DATASET EXTRACT Start Marker
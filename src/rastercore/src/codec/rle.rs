// This file is part of rastercore.
// Copyright (C) 2024 the rastercore authors
//
// rastercore is free software: you can redistribute it and/or modify
// it under the terms of the GNU General Public License as published by
// the Free Software Foundation, either version 3 of the License, or
// (at your option) any later version.
//
// rastercore is distributed in the hope that it will be useful,
// but WITHOUT ANY WARRANTY; without even the implied warranty of
// MERCHANTABILITY or FITNESS FOR A PARTICULAR PURPOSE.  See the
// GNU General Public License for more details.
//
// You should have received a copy of the GNU General Public License
// along with rastercore.  If not, see <https://www.gnu.org/licenses/>.


//! Byte oriented run-length encoding of tile data.
//!
//! Each channel of a tile is encoded as its own plane. A plane is a
//! sequence of runs, each starting with a length byte `L`:
//!
//! * `L < 127`: `L + 1` copies of the following byte
//! * `L == 127`: like above, but the run length is the next big-endian u16
//! * `L == 129`: literal bytes, the count is the next big-endian u16
//! * otherwise: `257 - L` literal bytes follow

use crate::{RasterError, Result};

const LONG_PACKED: u8 = 127;
const LONG_LITERAL: u8 = 129;
const MAX_SHORT_RUN: usize = 127;
const MAX_LONG_RUN: usize = u16::MAX as usize;

fn write_packed(out: &mut Vec<u8>, len: usize, value: u8) {
    debug_assert!(len > 0 && len <= MAX_LONG_RUN);
    if len <= MAX_SHORT_RUN {
        out.push((len - 1) as u8);
    } else {
        out.push(LONG_PACKED);
        out.extend_from_slice(&(len as u16).to_be_bytes());
    }
    out.push(value);
}

fn write_literal(out: &mut Vec<u8>, bytes: &[u8]) {
    match bytes.len() {
        0 => {}
        1 => write_packed(out, 1, bytes[0]),
        n if n <= MAX_SHORT_RUN => {
            out.push((257 - n) as u8);
            out.extend_from_slice(bytes);
        }
        n => {
            out.push(LONG_LITERAL);
            out.extend_from_slice(&(n as u16).to_be_bytes());
            out.extend_from_slice(bytes);
        }
    }
}

fn encode_plane(plane: &[u8], out: &mut Vec<u8>) {
    let mut literal_start = 0;
    let mut i = 0;
    while i < plane.len() {
        let value = plane[i];
        let run = plane[i..]
            .iter()
            .take(MAX_LONG_RUN)
            .take_while(|&&v| v == value)
            .count();

        if run >= 2 {
            for chunk in plane[literal_start..i].chunks(MAX_LONG_RUN) {
                write_literal(out, chunk);
            }
            write_packed(out, run, value);
            i += run;
            literal_start = i;
        } else {
            i += 1;
        }
    }
    for chunk in plane[literal_start..].chunks(MAX_LONG_RUN) {
        write_literal(out, chunk);
    }
}

/// Encode interleaved pixel data with the given number of bytes per pixel
pub fn encode(pixels: &[u8], bpp: usize, out: &mut Vec<u8>) {
    debug_assert!(bpp > 0 && pixels.len() % bpp == 0);
    let mut plane = Vec::with_capacity(pixels.len() / bpp);
    for c in 0..bpp {
        plane.clear();
        plane.extend(pixels.iter().skip(c).step_by(bpp));
        encode_plane(&plane, out);
    }
}

struct Cursor<'a> {
    data: &'a [u8],
    pos: usize,
}

impl<'a> Cursor<'a> {
    fn byte(&mut self) -> Result<u8> {
        let b = *self
            .data
            .get(self.pos)
            .ok_or_else(|| RasterError::corrupt("RLE stream ended early"))?;
        self.pos += 1;
        Ok(b)
    }

    fn u16(&mut self) -> Result<usize> {
        let hi = self.byte()? as usize;
        let lo = self.byte()? as usize;
        Ok(hi << 8 | lo)
    }

    fn bytes(&mut self, n: usize) -> Result<&'a [u8]> {
        let end = self.pos + n;
        let b = self
            .data
            .get(self.pos..end)
            .ok_or_else(|| RasterError::corrupt("RLE literal run past end of data"))?;
        self.pos = end;
        Ok(b)
    }
}

/// Decode RLE data into interleaved pixels.
///
/// `out` must be exactly the size of the decoded tile. Runs that would
/// write past a plane or read past the end of `data` are rejected.
/// Returns the number of input bytes consumed.
pub fn decode(data: &[u8], bpp: usize, out: &mut [u8]) -> Result<usize> {
    debug_assert!(bpp > 0 && out.len() % bpp == 0);
    let count = out.len() / bpp;
    let mut cursor = Cursor { data, pos: 0 };

    for c in 0..bpp {
        let mut written = 0;
        while written < count {
            let l = cursor.byte()?;
            let (len, literal) = match l {
                0..=126 => (l as usize + 1, false),
                LONG_PACKED => (cursor.u16()?, false),
                LONG_LITERAL => (cursor.u16()?, true),
                _ => (257 - l as usize, true),
            };
            if len == 0 {
                return Err(RasterError::corrupt("zero length RLE run"));
            }
            if written + len > count {
                return Err(RasterError::corrupt("RLE run overruns the tile"));
            }

            let dest = out[c..]
                .iter_mut()
                .step_by(bpp)
                .skip(written)
                .take(len);
            if literal {
                let src = cursor.bytes(len)?;
                dest.zip(src).for_each(|(d, &s)| *d = s);
            } else {
                let value = cursor.byte()?;
                dest.for_each(|d| *d = value);
            }
            written += len;
        }
    }

    Ok(cursor.pos)
}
DATASET EXTRACT End Marker
Write the records out again so that each one matches the original exactly.

**TASK OUTPUT**
filename src/rastercore/src/codec/rle.rs
// This file is part of rastercore.
// Copyright (C) 2024 the rastercore authors
//
// rastercore is free software: you can redistribute it and/or modify
// it under the terms of the GNU General Public License as published by
// the Free Software Foundation, either version 3 of the License, or
// (at your option) any later version.
//
// rastercore is distributed in the hope that it will be useful,
// but WITHOUT ANY WARRANTY; without even the implied warranty of
// MERCHANTABILITY or FITNESS FOR A PARTICULAR PURPOSE.  See the
// GNU General Public License for more details.
//
// You should have received a copy of the GNU General Public License
// along with rastercore.  If not, see <https://www.gnu.org/licenses/>.


//! Byte oriented run-length encoding of tile data.
//!
//! Each channel of a tile is encoded as its own plane. A plane is a
//! sequence of runs, each starting with a length byte `L`:
//!
//! * `L < 127`: `L + 1` copies of the following byte
//! * `L == 127`: like above, but the run length is the next big-endian u16
//! * `L == 129`: literal bytes, the count is the next big-endian u16
//! * otherwise: `257 - L` literal bytes follow

use crate::{RasterError, Result};

const LONG_PACKED: u8 = 127;
const LONG_LITERAL: u8 = 129;
const MAX_SHORT_RUN: usize = 127;
const MAX_LONG_RUN: usize = u16::MAX as usize;

fn write_packed(out: &mut Vec<u8>, len: usize, value: u8) {
    debug_assert!(len > 0 && len <= MAX_LONG_RUN);
    if len <= MAX_SHORT_RUN {
        out.push((len - 1) as u8);
    } else {
        out.push(LONG_PACKED);
        out.extend_from_slice(&(len as u16).to_be_bytes());
    }
    out.push(value);
}

fn write_literal(out: &mut Vec<u8>, bytes: &[u8]) {
    match bytes.len() {
        0 => {}
        1 => write_packed(out, 1, bytes[0]),
        n if n <= MAX_SHORT_RUN => {
            out.push((257 - n) as u8);
            out.extend_from_slice(bytes);
        }
        n => {
            out.push(LONG_LITERAL);
            out.extend_from_slice(&(n as u16).to_be_bytes());
            out.extend_from_slice(bytes);
        }
    }
}

fn encode_plane(plane: &[u8], out: &mut Vec<u8>) {
    let mut literal_start = 0;
    let mut i = 0;
    while i < plane.len() {
        let value = plane[i];
        let run = plane[i..]
            .iter()
            .take(MAX_LONG_RUN)
            .take_while(|&&v| v == value)
            .count();

        if run >= 2 {
            for chunk in plane[literal_start..i].chunks(MAX_LONG_RUN) {
                write_literal(out, chunk);
            }
            write_packed(out, run, value);
            i += run;
            literal_start = i;
        } else {
            i += 1;
        }
    }
    for chunk in plane[literal_start..].chunks(MAX_LONG_RUN) {
        write_literal(out, chunk);
    }
}

/// Encode interleaved pixel data with the given number of bytes per pixel
pub fn encode(pixels: &[u8], bpp: usize, out: &mut Vec<u8>) {
    debug_assert!(bpp > 0 && pixels.len() % bpp == 0);
    let mut plane = Vec::with_capacity(pixels.len() / bpp);
    for c in 0..bpp {
        plane.clear();
        plane.extend(pixels.iter().skip(c).step_by(bpp));
        encode_plane(&plane, out);
    }
}

struct Cursor<'a> {
    data: &'a [u8],
    pos: usize,
}

impl<'a> Cursor<'a> {
    fn byte(&mut self) -> Result<u8> {
        let b = *self
            .data
            .get(self.pos)
            .ok_or_else(|| RasterError::corrupt("RLE stream ended early"))?;
        self.pos += 1;
        Ok(b)
    }

    fn u16(&mut self) -> Result<usize> {
        let hi = self.byte()? as usize;
        let lo = self.byte()? as usize;
        Ok(hi << 8 | lo)
    }

    fn bytes(&mut self, n: usize) -> Result<&'a [u8]> {
        let end = self.pos + n;
        let b = self
            .data
            .get(self.pos..end)
            .ok_or_else(|| RasterError::corrupt("RLE literal run past end of data"))?;
        self.pos = end;
        Ok(b)
    }
}

/// Decode RLE data into interleaved pixels.
///
/// `out` must be exactly the size of the decoded tile. Runs that would
/// write past a plane or read past the end of `data` are rejected.
/// Returns the number of input bytes consumed.
pub fn decode(data: &[u8], bpp: usize, out: &mut [u8]) -> Result<usize> {
    debug_assert!(bpp > 0 && out.len() % bpp == 0);
    let count = out.len() / bpp;
    let mut cursor = Cursor { data, pos: 0 };

    for c in 0..bpp {
        let mut written = 0;
        while written < count {
            let l = cursor.byte()?;
            let (len, literal) = match l {
                0..=126 => (l as usize + 1, false),
                LONG_PACKED => (cursor.u16()?, false),
                LONG_LITERAL => (cursor.u16()?, true),
                _ => (257 - l as usize, true),
            };
            if len == 0 {
                return Err(RasterError::corrupt("zero length RLE run"));
            }
            if written + len > count {
                return Err(RasterError::corrupt("RLE run overruns the tile"));
            }

            let dest = out[c..]
                .iter_mut()
                .step_by(bpp)
                .skip(written)
                .take(len);
            if literal {
                let src = cursor.bytes(len)?;
                dest.zip(src).for_each(|(d, &s)| *d = s);
            } else {
                let value = cursor.byte()?;
                dest.for_each(|d| *d = value);
            }
            written += len;
        }
    }

    Ok(cursor.pos)
}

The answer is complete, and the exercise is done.